8. Le mouvement intersexe est un mouvement identitaire comme les autres mouvements LGBT (faux)
Non. L’OII se bat pour des droits humains complets pour toutes les personnes nées avec des variations intersexuelles et pour qu’un de ces droits soit celui de l’auto-identité. Le mouvement intersexe devrait inclure toutes les personnes intersexuées, que nous nous identifiions comme homme, femme ou simplement intersexe. Donc, ce que nous avons en commun est un corps qui n’est pas « standard » pour ce que nos cultures considèrent un homme ou une femme, mais nous n’avons pas une seule identité en commun ou une seule orientation sexuelle en commun.
9. La plupart des personnes intersexuées ont été assignés femme (faux)

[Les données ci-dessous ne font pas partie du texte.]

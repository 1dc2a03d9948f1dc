//! In-memory plot buffers fed by the consumer.
//!
//! These hold the data behind the two live plots: an event timeline (key
//! activity vs mouse activity over time) and a mouse trace of recent cursor
//! positions. Rendering is left to whatever front end consumes them.

use crate::event::{EventKind, EventPayload, EventRecord, MouseAction};
use chrono::{DateTime, Utc};

/// One point of the mouse trace.
#[derive(Debug, Clone, Copy, PartialEq)]
pub struct MousePoint {
    pub x: f64,
    pub y: f64,
    pub at: DateTime<Utc>,
}

/// Timeline and trace buffers, owned by the consumer thread.
#[derive(Debug, Default)]
pub struct PlotBuffers {
    key_times: Vec<DateTime<Utc>>,
    mouse_times: Vec<DateTime<Utc>>,
    trace: Vec<MousePoint>,
}

impl PlotBuffers {
    pub fn new() -> Self {
        Self::default()
    }

    /// Copy the plottable parts of a record into the buffers. HID and
    /// keyboard records mark the key timeline; mouse records mark the mouse
    /// timeline and, for moves, extend the trace. Serial, USB, and status
    /// records are not plotted.
    pub fn record(&mut self, record: &EventRecord) {
        match record.kind() {
            EventKind::Hid | EventKind::Keyboard => self.key_times.push(record.timestamp),
            EventKind::Mouse => {
                self.mouse_times.push(record.timestamp);
                if let EventPayload::Mouse {
                    action: MouseAction::Move { x, y },
                } = &record.payload
                {
                    self.trace.push(MousePoint {
                        x: *x,
                        y: *y,
                        at: record.timestamp,
                    });
                }
            }
            _ => {}
        }
    }

    pub fn key_timeline(&self) -> &[DateTime<Utc>] {
        &self.key_times
    }

    pub fn mouse_timeline(&self) -> &[DateTime<Utc>] {
        &self.mouse_times
    }

    /// The most recent `n` trace points, oldest first.
    pub fn recent_trace(&self, n: usize) -> &[MousePoint] {
        let start = self.trace.len().saturating_sub(n);
        &self.trace[start..]
    }
}
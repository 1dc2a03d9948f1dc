//! Raw USB worker driver backed by rusb.
//!
//! Unlike the single-stream families, failures here are tolerated per
//! endpoint: a stalled or timed-out endpoint must not kill the whole reader.
//! Only losing the device itself (the active configuration can no longer be
//! queried) terminates the worker.

use crate::directory::UsbDescriptor;
use crate::event::{EventPayload, EventRecord, Family};
use crate::funnel::EventSink;
use crate::worker::{DeviceDriver, PollOutcome, WorkerError};
use rusb::{DeviceHandle, Direction, GlobalContext, TransferType};
use std::time::Duration;

/// Per-endpoint read timeout; short so one quiet endpoint does not starve
/// the others within a cycle.
const READ_TIMEOUT: Duration = Duration::from_millis(50);

/// Polls every IN endpoint of a device's active configuration.
pub struct UsbDriver {
    descriptor: UsbDescriptor,
    claimed: Vec<u8>,
}

impl UsbDriver {
    pub fn new(descriptor: UsbDescriptor) -> Self {
        Self {
            descriptor,
            claimed: Vec::new(),
        }
    }
}

impl DeviceDriver for UsbDriver {
    type Handle = DeviceHandle<GlobalContext>;

    fn family(&self) -> Family {
        Family::Usb
    }

    fn describe(&self) -> String {
        self.descriptor.label()
    }

    fn open(&mut self) -> Result<DeviceHandle<GlobalContext>, WorkerError> {
        let handle = self.descriptor.device.open()?;
        // Not supported on every platform; reads may still work without it.
        let _ = handle.set_auto_detach_kernel_driver(true);

        // Claim what we can. Interfaces held by a kernel driver stay with
        // it; those endpoints will simply report errors we swallow per-poll.
        if let Ok(config) = self.descriptor.device.active_config_descriptor() {
            for interface in config.interfaces() {
                let number = interface.number();
                if handle.claim_interface(number).is_ok() {
                    self.claimed.push(number);
                }
            }
        }
        Ok(handle)
    }

    fn poll(
        &mut self,
        handle: &mut DeviceHandle<GlobalContext>,
        sink: &EventSink,
    ) -> Result<PollOutcome, WorkerError> {
        // Losing the configuration means the device is gone: fatal.
        let config = self.descriptor.device.active_config_descriptor()?;

        let mut pushed = false;
        for interface in config.interfaces() {
            for desc in interface.descriptors() {
                for endpoint in desc.endpoint_descriptors() {
                    if endpoint.direction() != Direction::In {
                        continue;
                    }
                    let mut buf = vec![0u8; endpoint.max_packet_size() as usize];
                    let read = match endpoint.transfer_type() {
                        TransferType::Interrupt => {
                            handle.read_interrupt(endpoint.address(), &mut buf, READ_TIMEOUT)
                        }
                        TransferType::Bulk => {
                            handle.read_bulk(endpoint.address(), &mut buf, READ_TIMEOUT)
                        }
                        // Control and isochronous endpoints are not polled.
                        _ => continue,
                    };
                    // Endpoint-level failures (timeouts included) are
                    // swallowed; the next cycle tries again.
                    if let Ok(n) = read {
                        if n > 0 {
                            buf.truncate(n);
                            sink.push(EventRecord::new(EventPayload::Usb {
                                endpoint: endpoint.address(),
                                data: buf,
                            }));
                            pushed = true;
                        }
                    }
                }
            }
        }

        Ok(if pushed {
            PollOutcome::Events
        } else {
            PollOutcome::Idle
        })
    }

    fn close(&mut self, handle: DeviceHandle<GlobalContext>, _sink: &EventSink) {
        for number in self.claimed.drain(..) {
            let _ = handle.release_interface(number);
        }
    }
}
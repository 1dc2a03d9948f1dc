//! devmon - local device event funnel and monitor.
//!
//! Enumerates local input/communication devices (HID, serial/COM, raw USB,
//! optional global keyboard/mouse hooks), streams events from a selected
//! device through a shared queue, and renders them as a scrolling log plus
//! in-memory plot buffers, with CSV/text export.
//!
//! # Architecture
//!
//! ```text
//! ┌──────────────────────────────────────────────────────────────┐
//! │                           devmon                             │
//! ├──────────────────────────────────────────────────────────────┤
//! │  ┌──────────┐ ┌──────────┐ ┌──────────┐ ┌──────────┐         │
//! │  │ HID      │ │ Serial   │ │ USB      │ │ Hook     │ workers │
//! │  │ worker   │ │ worker   │ │ worker   │ │ worker   │ (1 thd  │
//! │  └────┬─────┘ └────┬─────┘ └────┬─────┘ └────┬─────┘  each)  │
//! │       └────────────┴─────┬──────┴────────────┘               │
//! │                          ▼                                   │
//! │                   ┌─────────────┐     ┌────────────────┐     │
//! │                   │ EventSink / │────▶│ MonitorSession │     │
//! │                   │ EventDrain  │     │ log + plots +  │     │
//! │                   │  (funnel)   │     │ CSV export     │     │
//! │                   └─────────────┘     └────────────────┘     │
//! └──────────────────────────────────────────────────────────────┘
//! ```
//!
//! The funnel is the only shared mutable state: an unbounded
//! multi-producer/single-consumer queue that producers can never block on.
//! Each worker owns its device handle exclusively and stops cooperatively.
//!
//! # Example
//!
//! ```no_run
//! use devmon::{directory, funnel::funnel, session::MonitorSession};
//! use devmon::worker::{HidDriver, PollWorker, WorkerControl};
//!
//! let (sink, drain) = funnel();
//! let mut session = MonitorSession::new(drain);
//!
//! let device = directory::hid_devices().into_iter().next().expect("no HID devices");
//! let mut worker = PollWorker::new(HidDriver::new(device), sink);
//! worker.start().expect("spawn failed");
//!
//! // Drain on a fixed tick from the consumer thread.
//! session.poll();
//! worker.stop();
//! ```

pub mod config;
pub mod directory;
pub mod event;
pub mod funnel;
pub mod plot;
pub mod session;
pub mod worker;

// Re-export key types at crate root for convenience
pub use config::{Config, HookConfig};
pub use directory::{DeviceEntry, DeviceSelector, HidDescriptor, SerialDescriptor, UsbDescriptor};
pub use event::{EventKind, EventPayload, EventRecord, Family, MouseAction, StopReason};
pub use funnel::{funnel, EventDrain, EventSink};
pub use plot::PlotBuffers;
pub use session::{LogEntry, LogLevel, MonitorSession};
pub use worker::{
    DeviceDriver, HidDriver, HookWorker, PollOutcome, PollWorker, SerialDriver, UsbDriver,
    WorkerControl, WorkerError, WorkerState,
};

/// Library version.
pub const VERSION: &str = env!("CARGO_PKG_VERSION");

Par expérience personnelle, je ne trouve pas que ce soit le cas. Beaucoup de variations intersexuelles chez des nouveaux-nés assignés mâles sont souvent négligées et on dit aux parents qu’il y a une intervention à faire pour améliorer l’urination ou qu’un testicule n’est pas descendue, etc...Quand on se documente sur les diverses variations intersexuelles on se rend compte qu’une personne née avec une variation intersexuelle a autant de chance d’être assignée garçon ou fille.
10. L’intersexuation est une condition qui peut être soignée (faux)
Les personnes intersexuées ont des problèmes de santé comme tout le monde. Mutiler nos corps n’est pas un acte de soin. C’est tout simplement un acte barbare. Être une femme n’est pas en soi et de soi un problème de santé mais il y a des problèmes da santé spécifiques aux femmes. C’est aussi vrai des personnes intersexuées. Voir l’intersexualition comme une condition qui peut être soignée justifie les pratiques médicales barbares auxquelles nous sommes souvent soumis, telles que les actes chirurgicaux mutilatoires, les hormones qui peuvent être contraires à notre propre identité profonde et les traitements psychologiques pour refus de s’y soumettre. Les droits des intersexes sont des droits humains et toute personne née avec une variation intersexuelle devrait bénéficier de tous les droits des autres. C’est la mission de l’Organisation Internationale des Intersexes.